## What is being asked
Which lines of the records below contain the word "moved"? Copy each of them out.

## Dataset records

//! Restore workflow: verify an archive against its recovery data, repair, extract

use super::{Orchestrator, RestoreReport, TreeReport, UnitFailure};
use crate::archive::{find_archives, recovery_candidates, strip_archive_extension};
use crate::error::{Error, Result};
use crate::integrity::VerificationOutcome;
use crate::types::{Event, Stage};
use std::path::{Path, PathBuf};
use tracing::info;

impl Orchestrator {
    /// Verify, repair when needed, and extract the archive whose entry point is `archive`
    ///
    /// The archive is extracted into a folder named after it, beside it, only
    /// when verification ends in `AllComplete` or `RepairSucceeded`.
    ///
    /// # Errors
    ///
    /// - `NotFound` when the archive or its recovery file is missing
    /// - `Unparseable` when the verification report is not recognised
    /// - `RepairFailed` when damage could not be (or was not allowed to be) repaired
    /// - `ToolNotFound` / `ToolExecutionFailed` from the external tools
    pub async fn restore_archive(&self, archive: &Path) -> Result<RestoreReport> {
        if !archive.is_file() {
            return Err(self.report_failure(archive, Stage::Verify, Error::not_found(archive)));
        }

        let candidates = recovery_candidates(archive);
        let Some(par2) = candidates.iter().find(|c| c.is_file()).cloned() else {
            let expected = candidates
                .into_iter()
                .next()
                .unwrap_or_else(|| archive.to_path_buf());
            self.emit_event(Event::Skipped {
                path: archive.to_path_buf(),
                reason: "no recovery file".to_string(),
            });
            return Err(self.report_failure(archive, Stage::Verify, Error::not_found(expected)));
        };

        let check = match self
            .verifier
            .check_detailed(&par2, self.config.restore.attempt_repair)
            .await
        {
            Ok(check) => check,
            Err(e) => return Err(self.report_failure(archive, Stage::Verify, e)),
        };

        if !check.outcome.allows_extraction() {
            let (stage, error) = match check.outcome {
                VerificationOutcome::Unparseable => (
                    Stage::Verify,
                    Error::Unparseable {
                        path: par2.clone(),
                        output: check.last_output().trim().to_string(),
                    },
                ),
                VerificationOutcome::RepairableDamage => (
                    Stage::Repair,
                    Error::RepairFailed {
                        path: par2.clone(),
                        reason: "damage found and repair is disabled".to_string(),
                    },
                ),
                _ => (
                    Stage::Repair,
                    Error::RepairFailed {
                        path: par2.clone(),
                        reason: check.last_output().trim().to_string(),
                    },
                ),
            };
            self.emit_event(Event::Skipped {
                path: archive.to_path_buf(),
                reason: format!("verification ended in {}", check.outcome),
            });
            return Err(self.report_failure(archive, stage, error));
        }

        let destination = strip_archive_extension(archive);
        self.emit_event(Event::Extracting {
            archive: archive.to_path_buf(),
            destination: destination.clone(),
        });
        if let Err(e) = self.archive.extract(archive, &destination).await {
            return Err(self.report_failure(archive, Stage::Extract, e));
        }
        self.emit_event(Event::ExtractComplete {
            archive: archive.to_path_buf(),
        });
        info!(?archive, ?destination, outcome = %check.outcome, "archive restored");

        Ok(RestoreReport {
            archive: archive.to_path_buf(),
            par2,
            outcome: check.outcome,
            destination,
        })
    }

    /// Run [`restore_archive`](Self::restore_archive) on every archive entry point under `root`
    ///
    /// A missing external tool aborts the batch; other failures are recorded
    /// and the batch continues.
    pub async fn restore_tree(&self, root: &Path) -> Result<TreeReport<RestoreReport>> {
        let root: PathBuf = std::path::absolute(root).map_err(|e| crate::error::io_at(root, e))?;
        let archives = find_archives(&root)?;
        let mut report = TreeReport::start(root.clone());

        for archive in archives {
            match self.restore_archive(&archive).await {
                Ok(unit) => report.completed.push(unit),
                Err(e) if e.is_fatal() => return Err(e),
                Err(e) => report.failures.push(UnitFailure::new(archive, &e)),
            }
        }

        let report = report.finish();
        info!(
            ?root,
            restored = report.completed.len(),
            failed = report.failures.len(),
            "restore finished"
        );
        Ok(report)
    }
}
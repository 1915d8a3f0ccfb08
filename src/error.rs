//! Error types for parvault
//!
//! This module provides the error taxonomy shared by every workflow:
//! - Filesystem errors (missing paths, invalid paths, collisions)
//! - External tool errors (binary missing, non-zero exit)
//! - Integrity errors (unparseable reports, failed repairs)
//! - Machine-readable error codes for reports and the command-line front end
//!
//! Propagation policy: [`Error::NotFound`] and [`Error::OutputAlreadyExists`] are
//! recovered locally by callers, [`Error::ToolNotFound`] aborts the current
//! top-level workflow, and everything else is reported per unit of work.

use std::path::PathBuf;
use thiserror::Error;

/// Result type alias for parvault operations
pub type Result<T> = std::result::Result<T, Error>;

/// Main error type for parvault
///
/// Each variant carries the path or tool involved so every failure can be
/// reported with the specific path and reason.
#[derive(Debug, Error)]
pub enum Error {
    /// Configuration error with context about which setting is invalid
    #[error("configuration error: {message}")]
    Config {
        /// Human-readable error message describing the configuration issue
        message: String,
        /// The configuration key that caused the error (e.g., "redundancy_percent")
        key: Option<String>,
    },

    /// A path did not exist when the operation needed it
    #[error("path not found: {}", .0.display())]
    NotFound(PathBuf),

    /// External binary is absent from the configured path and PATH
    #[error("external tool not found: {tool}")]
    ToolNotFound {
        /// Tool that could not be located (e.g., "7z", "par2j64")
        tool: String,
    },

    /// External tool ran but exited with a failure status
    #[error("{tool} failed (exit code {code:?}): {output}")]
    ToolExecutionFailed {
        /// Tool that failed
        tool: String,
        /// Exit code, if the process was not killed by a signal
        code: Option<i32>,
        /// Trimmed combined output of the tool
        output: String,
    },

    /// Output file already exists (idempotency guard, not a real failure)
    #[error("output already exists: {}", .0.display())]
    OutputAlreadyExists(PathBuf),

    /// Verification report matched none of the known markers
    #[error("unrecognised verification report for {}: {output}", path.display())]
    Unparseable {
        /// Control file that was verified
        path: PathBuf,
        /// Verbatim tool output
        output: String,
    },

    /// Recovery tool reported that the data could not be reconstructed
    #[error("repair failed for {}: {reason}", path.display())]
    RepairFailed {
        /// Control file used for the repair
        path: PathBuf,
        /// Reason reported by the tool (or its verbatim output)
        reason: String,
    },

    /// Invalid path encountered (relative where absolute is required, no file name, ...)
    #[error("invalid path {}: {reason}", path.display())]
    InvalidPath {
        /// The invalid path
        path: PathBuf,
        /// Why the path was rejected
        reason: String,
    },

    /// Verification state machine was driven through an illegal transition
    #[error("invalid integrity transition from {from} to {to}")]
    InvalidTransition {
        /// State the machine was in
        from: String,
        /// State that was requested
        to: String,
    },

    /// Insufficient disk space for the recovery data
    #[error("insufficient disk space: need {required} bytes, have {available} bytes")]
    InsufficientSpace {
        /// Number of bytes required for the operation
        required: u64,
        /// Number of bytes currently available on disk
        available: u64,
    },

    /// File collision at destination
    #[error("file collision at {}: {reason}", path.display())]
    FileCollision {
        /// The path where the collision occurred
        path: PathBuf,
        /// The reason for the collision (e.g., "file already exists")
        reason: String,
    },

    /// I/O error
    #[error("I/O error: {0}")]
    Io(#[from] std::io::Error),

    /// Serialization error
    #[error("serialization error: {0}")]
    Serialization(#[from] serde_json::Error),
}

impl Error {
    /// Build a [`Error::NotFound`] for any path-like value
    pub fn not_found(path: impl Into<PathBuf>) -> Self {
        Error::NotFound(path.into())
    }

    /// Build a [`Error::ToolNotFound`] for the named tool
    pub fn tool_not_found(tool: impl Into<String>) -> Self {
        Error::ToolNotFound { tool: tool.into() }
    }

    /// Whether this error must abort the whole top-level workflow
    ///
    /// Only a missing external binary qualifies: no further unit can make
    /// progress without it.
    pub fn is_fatal(&self) -> bool {
        matches!(self, Error::ToolNotFound { .. })
    }

    /// Whether this error is the idempotency guard, which callers treat as success
    pub fn is_idempotent_skip(&self) -> bool {
        matches!(self, Error::OutputAlreadyExists(_))
    }

    /// Machine-readable error code, stable across releases
    pub fn error_code(&self) -> &'static str {
        match self {
            Error::Config { .. } => "config_error",
            Error::NotFound(_) => "not_found",
            Error::ToolNotFound { .. } => "tool_not_found",
            Error::ToolExecutionFailed { .. } => "tool_execution_failed",
            Error::OutputAlreadyExists(_) => "output_already_exists",
            Error::Unparseable { .. } => "unparseable",
            Error::RepairFailed { .. } => "repair_failed",
            Error::InvalidPath { .. } => "invalid_path",
            Error::InvalidTransition { .. } => "invalid_transition",
            Error::InsufficientSpace { .. } => "insufficient_space",
            Error::FileCollision { .. } => "file_collision",
            Error::Io(_) => "io_error",
            Error::Serialization(_) => "serialization_error",
        }
    }
}

/// Map an I/O error on `path` to the crate taxonomy
///
/// `NotFound` becomes [`Error::NotFound`] carrying the path; everything else is
/// kept as [`Error::Io`].
pub(crate) fn io_at(path: impl Into<PathBuf>, err: std::io::Error) -> Error {
    if err.kind() == std::io::ErrorKind::NotFound {
        Error::NotFound(path.into())
    } else {
        Error::Io(err)
    }
}
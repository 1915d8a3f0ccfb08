//! Duplicate detection and quarantine
//!
//! Files are bucketed by size in a single walk; only buckets with more than
//! one member are hashed, and groups are formed on exact `(size, hash)`.
//! Redundant copies are moved into a quarantine folder, never deleted.

use crate::config::{DuplicateConfig, FileCollisionAction};
use crate::error::{Error, Result, io_at};
use crate::fingerprint::{ContentHash, Fingerprinter};
use crate::utils::{get_unique_path, move_file};
use serde::{Deserialize, Serialize};
use std::collections::{BTreeMap, BTreeSet};
use std::path::{Path, PathBuf};
use tracing::{debug, info, warn};
use walkdir::WalkDir;

/// Files sharing the same size and content hash
#[derive(Debug, Clone, PartialEq, Eq, Serialize, Deserialize)]
pub struct DuplicateGroup {
    /// Size of every member, in bytes
    pub size: u64,
    /// Content hash of every member
    pub hash: ContentHash,
    /// Members, sorted; always at least two
    pub paths: BTreeSet<PathBuf>,
}

impl DuplicateGroup {
    /// The copy that stays in place: shortest path, then lexicographically first
    pub fn keeper(&self) -> &Path {
        self.paths
            .iter()
            .min_by(|a, b| {
                a.as_os_str()
                    .len()
                    .cmp(&b.as_os_str().len())
                    .then_with(|| a.cmp(b))
            })
            .map(PathBuf::as_path)
            .unwrap_or_else(|| Path::new(""))
    }

    /// Every member except the keeper
    pub fn redundant(&self) -> Vec<&Path> {
        let keeper = self.keeper();
        self.paths
            .iter()
            .map(PathBuf::as_path)
            .filter(|p| *p != keeper)
            .collect()
    }
}

/// A file moved into quarantine
#[derive(Debug, Clone, PartialEq, Eq, Serialize, Deserialize)]
pub struct QuarantinedFile {
    /// Original location
    pub from: PathBuf,
    /// Location inside the quarantine folder
    pub to: PathBuf,
}

/// A file that could not be quarantined
#[derive(Debug, Clone, PartialEq, Eq, Serialize, Deserialize)]
pub struct QuarantineFailure {
    /// File that stayed in place
    pub path: PathBuf,
    /// Reason
    pub error: String,
}

/// Outcome of quarantining every redundant member of a set of groups
#[derive(Debug, Clone, Default, PartialEq, Eq, Serialize, Deserialize)]
pub struct QuarantineReport {
    /// Files that were moved
    pub moved: Vec<QuarantinedFile>,
    /// Files that could not be moved
    pub failed: Vec<QuarantineFailure>,
}

/// Finds byte-identical files and moves redundant copies aside
pub struct DuplicateDetector {
    config: DuplicateConfig,
    fingerprinter: Fingerprinter,
}

/// Lowercased extensions without leading dots; empty means "any"
fn normalize_extensions(extensions: &[String]) -> BTreeSet<String> {
    extensions
        .iter()
        .map(|e| e.trim().trim_start_matches('.').to_lowercase())
        .filter(|e| !e.is_empty())
        .collect()
}

fn has_allowed_extension(path: &Path, allowed: &BTreeSet<String>) -> bool {
    if allowed.is_empty() {
        return true;
    }
    path.extension()
        .map(|e| allowed.contains(&e.to_string_lossy().to_lowercase()))
        .unwrap_or(false)
}

impl DuplicateDetector {
    /// Create a detector with the given settings
    pub fn new(config: DuplicateConfig) -> Self {
        Self {
            config,
            fingerprinter: Fingerprinter,
        }
    }

    /// Extensions configured as the default filter
    pub fn default_extensions(&self) -> &[String] {
        &self.config.extensions
    }

    /// Find groups of identical files under `root`
    ///
    /// `allowed_extensions` are matched case-insensitively with or without a
    /// leading dot; an empty list accepts every file. Zero-byte files and the
    /// quarantine folder are skipped.
    ///
    /// # Errors
    ///
    /// `NotFound` when `root` does not exist, `InvalidPath` when it is not a
    /// directory.
    pub fn find_duplicates(
        &self,
        root: &Path,
        allowed_extensions: &[String],
    ) -> Result<Vec<DuplicateGroup>> {
        let metadata = std::fs::metadata(root).map_err(|e| io_at(root, e))?;
        if !metadata.is_dir() {
            return Err(Error::InvalidPath {
                path: root.to_path_buf(),
                reason: "not a directory".to_string(),
            });
        }

        let allowed = normalize_extensions(allowed_extensions);
        let quarantine_name = self.config.quarantine_dir_name.as_str();

        let mut by_size: BTreeMap<u64, Vec<PathBuf>> = BTreeMap::new();
        let mut scanned = 0u64;
        let walker = WalkDir::new(root)
            .follow_links(false)
            .sort_by_file_name()
            .into_iter()
            .filter_entry(|e| {
                !(e.depth() > 0 && e.file_type().is_dir() && e.file_name() == quarantine_name)
            });

        for entry in walker {
            let entry = match entry {
                Ok(entry) => entry,
                Err(e) => {
                    warn!(?root, error = %e, "skipping unreadable entry during duplicate scan");
                    continue;
                }
            };
            if !entry.file_type().is_file() || !has_allowed_extension(entry.path(), &allowed) {
                continue;
            }
            let size = match entry.metadata() {
                Ok(metadata) => metadata.len(),
                Err(e) => {
                    warn!(path = ?entry.path(), error = %e, "file vanished during duplicate scan");
                    continue;
                }
            };
            scanned += 1;
            if size == 0 {
                continue;
            }
            by_size.entry(size).or_default().push(entry.into_path());
        }

        let mut groups = Vec::new();
        let mut hashed = 0u64;
        for (size, candidates) in by_size {
            if candidates.len() < 2 {
                continue;
            }

            let mut by_hash: BTreeMap<ContentHash, BTreeSet<PathBuf>> = BTreeMap::new();
            for path in candidates {
                match self.fingerprinter.hash_file(&path) {
                    Ok(hash) => {
                        hashed += 1;
                        by_hash.entry(hash).or_default().insert(path);
                    }
                    Err(Error::NotFound(_)) => {
                        debug!(?path, "file vanished before hashing");
                    }
                    Err(e) => {
                        warn!(?path, error = %e, "could not hash file, skipping");
                    }
                }
            }

            groups.extend(
                by_hash
                    .into_iter()
                    .filter(|(_, paths)| paths.len() >= 2)
                    .map(|(hash, paths)| DuplicateGroup { size, hash, paths }),
            );
        }

        groups.sort_by(|a, b| a.keeper().cmp(b.keeper()));
        info!(
            ?root,
            scanned,
            hashed,
            groups = groups.len(),
            "duplicate scan complete"
        );
        Ok(groups)
    }

    /// Move `file` into the quarantine folder under `anchor_dir`
    ///
    /// The folder is created when needed; name collisions follow the
    /// configured [`FileCollisionAction`], except that `Overwrite` is handled
    /// as `Rename` so an earlier quarantined file is never replaced.
    /// Returns the new location.
    pub fn quarantine(&self, file: &Path, anchor_dir: &Path) -> Result<PathBuf> {
        let name = file.file_name().ok_or_else(|| Error::InvalidPath {
            path: file.to_path_buf(),
            reason: "path has no file name".to_string(),
        })?;
        if !file.exists() {
            return Err(Error::not_found(file));
        }

        let dir = anchor_dir.join(&self.config.quarantine_dir_name);
        std::fs::create_dir_all(&dir).map_err(|e| io_at(&dir, e))?;

        let action = match self.config.file_collision {
            FileCollisionAction::Overwrite => FileCollisionAction::Rename,
            action => action,
        };
        let destination = get_unique_path(&dir.join(name), action)?;
        move_file(file, &destination)?;
        debug!(?file, ?destination, "quarantined duplicate");
        Ok(destination)
    }

    /// Quarantine every redundant member of `groups` beside its current location
    ///
    /// Failures are recorded per file and do not stop the batch.
    pub fn quarantine_groups(&self, groups: &[DuplicateGroup]) -> QuarantineReport {
        let mut report = QuarantineReport::default();
        for group in groups {
            for file in group.redundant() {
                let anchor = file.parent().unwrap_or_else(|| Path::new("."));
                match self.quarantine(file, anchor) {
                    Ok(to) => report.moved.push(QuarantinedFile {
                        from: file.to_path_buf(),
                        to,
                    }),
                    Err(e) => {
                        warn!(?file, error = %e, "failed to quarantine duplicate");
                        report.failed.push(QuarantineFailure {
                            path: file.to_path_buf(),
                            error: e.to_string(),
                        });
                    }
                }
            }
        }
        info!(
            moved = report.moved.len(),
            failed = report.failed.len(),
            "quarantine complete"
        );
        report
    }
}
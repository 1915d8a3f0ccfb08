//! PAR2 recovery-data handling
//!
//! The core abstraction is the [`ParityHandler`] trait, which covers
//! generation, verification and repair. Implementations:
//!
//! - [`CliParityHandler`]: drives an external binary in one of the supported
//!   [`Par2Dialect`](crate::config::Par2Dialect)s
//! - [`UnavailableParityHandler`]: stands in when no binary can be found and
//!   fails every call with `ToolNotFound`
//!
//! Tool reports are free text. [`MarkerSet`] holds the substrings each dialect
//! prints per outcome; nothing outside this module inspects tool output.
//!
//! ## Usage
//!
//! ```no_run
//! use parvault::config::Par2Dialect;
//! use parvault::integrity::VerificationOutcome;
//! use parvault::parity::{CliParityHandler, ParityHandler};
//! use std::path::Path;
//!
//! #[tokio::main]
//! async fn main() -> Result<(), Box<dyn std::error::Error>> {
//!     let handler = CliParityHandler::from_path(Par2Dialect::Par2j)
//!         .expect("par2j64 binary not found");
//!
//!     let par2 = Path::new("/photos/2005/2005.7z.001.par2");
//!     let report = handler.verify(par2).await?;
//!     if report.outcome == VerificationOutcome::RepairableDamage {
//!         let repair = handler.repair(par2).await?;
//!         println!("repaired: {}", repair.success());
//!     }
//!
//!     Ok(())
//! }
//! ```

mod cli;
mod parser;
mod traits;
mod unavailable;

pub use cli::CliParityHandler;
pub use parser::{ExitStatus, MarkerSet, parse_repair_output, parse_verify_output};
pub use traits::{CreateRequest, ParityCapabilities, ParityHandler, RepairReport, VerifyReport};
pub use unavailable::UnavailableParityHandler;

## Written response
//! Redundant copies are moved into a quarantine folder, never deleted.
/// A file moved into quarantine
    /// Files that were moved
    pub moved: Vec<QuarantinedFile>,
    /// Files that could not be moved
                    Ok(to) => report.moved.push(QuarantinedFile {
            moved = report.moved.len(),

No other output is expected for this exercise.